PCGG employs an active, concentrated investment approach managed by Polen Capital's experienced team using their proprietary research process. The fund typically holds 25-35 high-conviction positions selected through fundamental analysis focusing on companies with sustainable competitive advantages, predictable cash flows, and above-average growth rates. Portfolio construction emphasizes quality metrics including return on invested capital, earnings consistency, and management quality.
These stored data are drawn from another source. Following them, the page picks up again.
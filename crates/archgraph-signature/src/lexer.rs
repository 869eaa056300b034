use crate::error::{Result, SignatureError};
use crate::syntax::BaseType;

/// A single grammar token.
///
/// The signature grammar is context sensitive: `L` starts a class type in a type position but is
/// an ordinary letter inside an identifier. The lexer therefore has two entry points, one per
/// token shape, and the parser picks the one the current production expects. Input is consumed
/// strictly left to right.
#[derive(Debug, Clone, Copy, PartialEq, Eq)]
pub enum TokenKind<'a> {
    LAngle,
    RAngle,
    Colon,
    Semicolon,
    Dot,
    Slash,
    LParen,
    RParen,
    /// `^`, introduces a thrown type in method signatures.
    Caret,
    /// `*`, the unbounded wildcard.
    Star,
    Plus,
    Minus,
    /// `[`
    ArrayMarker,
    /// `L`
    ClassStart,
    /// `T`
    TypeVarStart,
    Base(BaseType),
    /// `V`
    Void,
    Identifier(&'a str),
    Eof,
}

impl TokenKind<'_> {
    pub fn describe(&self) -> &'static str {
        match self {
            TokenKind::LAngle => "`<`",
            TokenKind::RAngle => "`>`",
            TokenKind::Colon => "`:`",
            TokenKind::Semicolon => "`;`",
            TokenKind::Dot => "`.`",
            TokenKind::Slash => "`/`",
            TokenKind::LParen => "`(`",
            TokenKind::RParen => "`)`",
            TokenKind::Caret => "`^`",
            TokenKind::Star => "`*`",
            TokenKind::Plus => "`+`",
            TokenKind::Minus => "`-`",
            TokenKind::ArrayMarker => "`[`",
            TokenKind::ClassStart => "`L`",
            TokenKind::TypeVarStart => "`T`",
            TokenKind::Base(_) => "base type",
            TokenKind::Void => "`V`",
            TokenKind::Identifier(_) => "identifier",
            TokenKind::Eof => "end of signature",
        }
    }
}

#[derive(Debug, Clone, Copy, PartialEq, Eq)]
pub struct Token<'a> {
    pub kind: TokenKind<'a>,
    /// Byte offset of the first byte of the token.
    pub offset: usize,
}

#[derive(Debug, Clone)]
pub struct Lexer<'a> {
    input: &'a str,
    pos: usize,
}

impl<'a> Lexer<'a> {
    pub fn new(input: &'a str) -> Self {
        Self { input, pos: 0 }
    }

    pub fn offset(&self) -> usize {
        self.pos
    }

    pub fn is_at_end(&self) -> bool {
        self.pos >= self.input.len()
    }

    /// Classifies the byte at the cursor as a marker without consuming it.
    ///
    /// Returns `None` when the byte cannot start a marker token (it may still start an
    /// identifier).
    pub fn peek_marker(&self) -> Option<TokenKind<'a>> {
        match self.input.as_bytes().get(self.pos) {
            None => Some(TokenKind::Eof),
            Some(&b) => marker(b),
        }
    }

    /// Consumes one marker token.
    pub fn next_marker(&mut self) -> Result<Token<'a>> {
        let offset = self.pos;
        let kind = self.peek_marker().ok_or_else(|| {
            SignatureError::malformed(offset, format!("unexpected character {:?}", self.char_at(offset)))
        })?;
        if kind != TokenKind::Eof {
            self.pos += 1;
        }
        Ok(Token { kind, offset })
    }

    /// Consumes a maximal identifier: a non-empty run of characters other than
    /// `.`, `;`, `[`, `/`, `<`, `>` and `:`.
    pub fn next_identifier(&mut self) -> Result<Token<'a>> {
        let offset = self.pos;
        let rest = &self.input[offset..];
        let len = rest
            .bytes()
            .position(is_identifier_terminator)
            .unwrap_or(rest.len());
        if len == 0 {
            let message = if rest.is_empty() {
                "unexpected end of signature, expected identifier".to_string()
            } else {
                format!("expected identifier, found {:?}", self.char_at(offset))
            };
            return Err(SignatureError::malformed(offset, message));
        }
        self.pos += len;
        Ok(Token {
            kind: TokenKind::Identifier(&rest[..len]),
            offset,
        })
    }

    fn char_at(&self, offset: usize) -> char {
        self.input[offset..].chars().next().unwrap_or('\0')
    }
}

fn marker(b: u8) -> Option<TokenKind<'static>> {
    Some(match b {
        b'<' => TokenKind::LAngle,
        b'>' => TokenKind::RAngle,
        b':' => TokenKind::Colon,
        b';' => TokenKind::Semicolon,
        b'.' => TokenKind::Dot,
        b'/' => TokenKind::Slash,
        b'(' => TokenKind::LParen,
        b')' => TokenKind::RParen,
        b'^' => TokenKind::Caret,
        b'*' => TokenKind::Star,
        b'+' => TokenKind::Plus,
        b'-' => TokenKind::Minus,
        b'[' => TokenKind::ArrayMarker,
        b'L' => TokenKind::ClassStart,
        b'T' => TokenKind::TypeVarStart,
        b'V' => TokenKind::Void,
        other => TokenKind::Base(BaseType::from_descriptor(other)?),
    })
}

fn is_identifier_terminator(b: u8) -> bool {
    matches!(b, b'.' | b';' | b'[' | b'/' | b'<' | b'>' | b':')
}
Rebalancing occurs as opportunities arise rather than on fixed schedules.

Key Features

  • Concentrated portfolio of 25-35 high-conviction global growth stocks selected through rigorous fundamental analysis and quality screening
  • Managed by Polen Capital's proven team with 25+ year track record in growth investing and disciplined investment process
  • Recently launched in August 2023, offering no expense ratio data yet but focusing on sustainable competitive advantages

Risks

  • This ETF can lose value significantly during growth stock selloffs when investors rotate to value stocks, potentially declining 40-50% in severe market corrections
  • Concentrated portfolio of 25-35 holdings creates higher single-stock risk compared to diversified index funds, amplifying impact of individual company disappointments
  • International exposure subjects the fund to currency fluctuations, geopolitical risks, and varying regulatory environments that can impact returns independent of stock performance

Who Should Own This

Best suited as a satellite holding (10-20% of equity allocation) for growth-oriented investors with 5+ year time horizons and high risk tolerance. Appropriate for investors seeking active management and willing to accept concentration risk for potential outperformance. Works well for those wanting international growth exposure beyond traditional index-based approaches.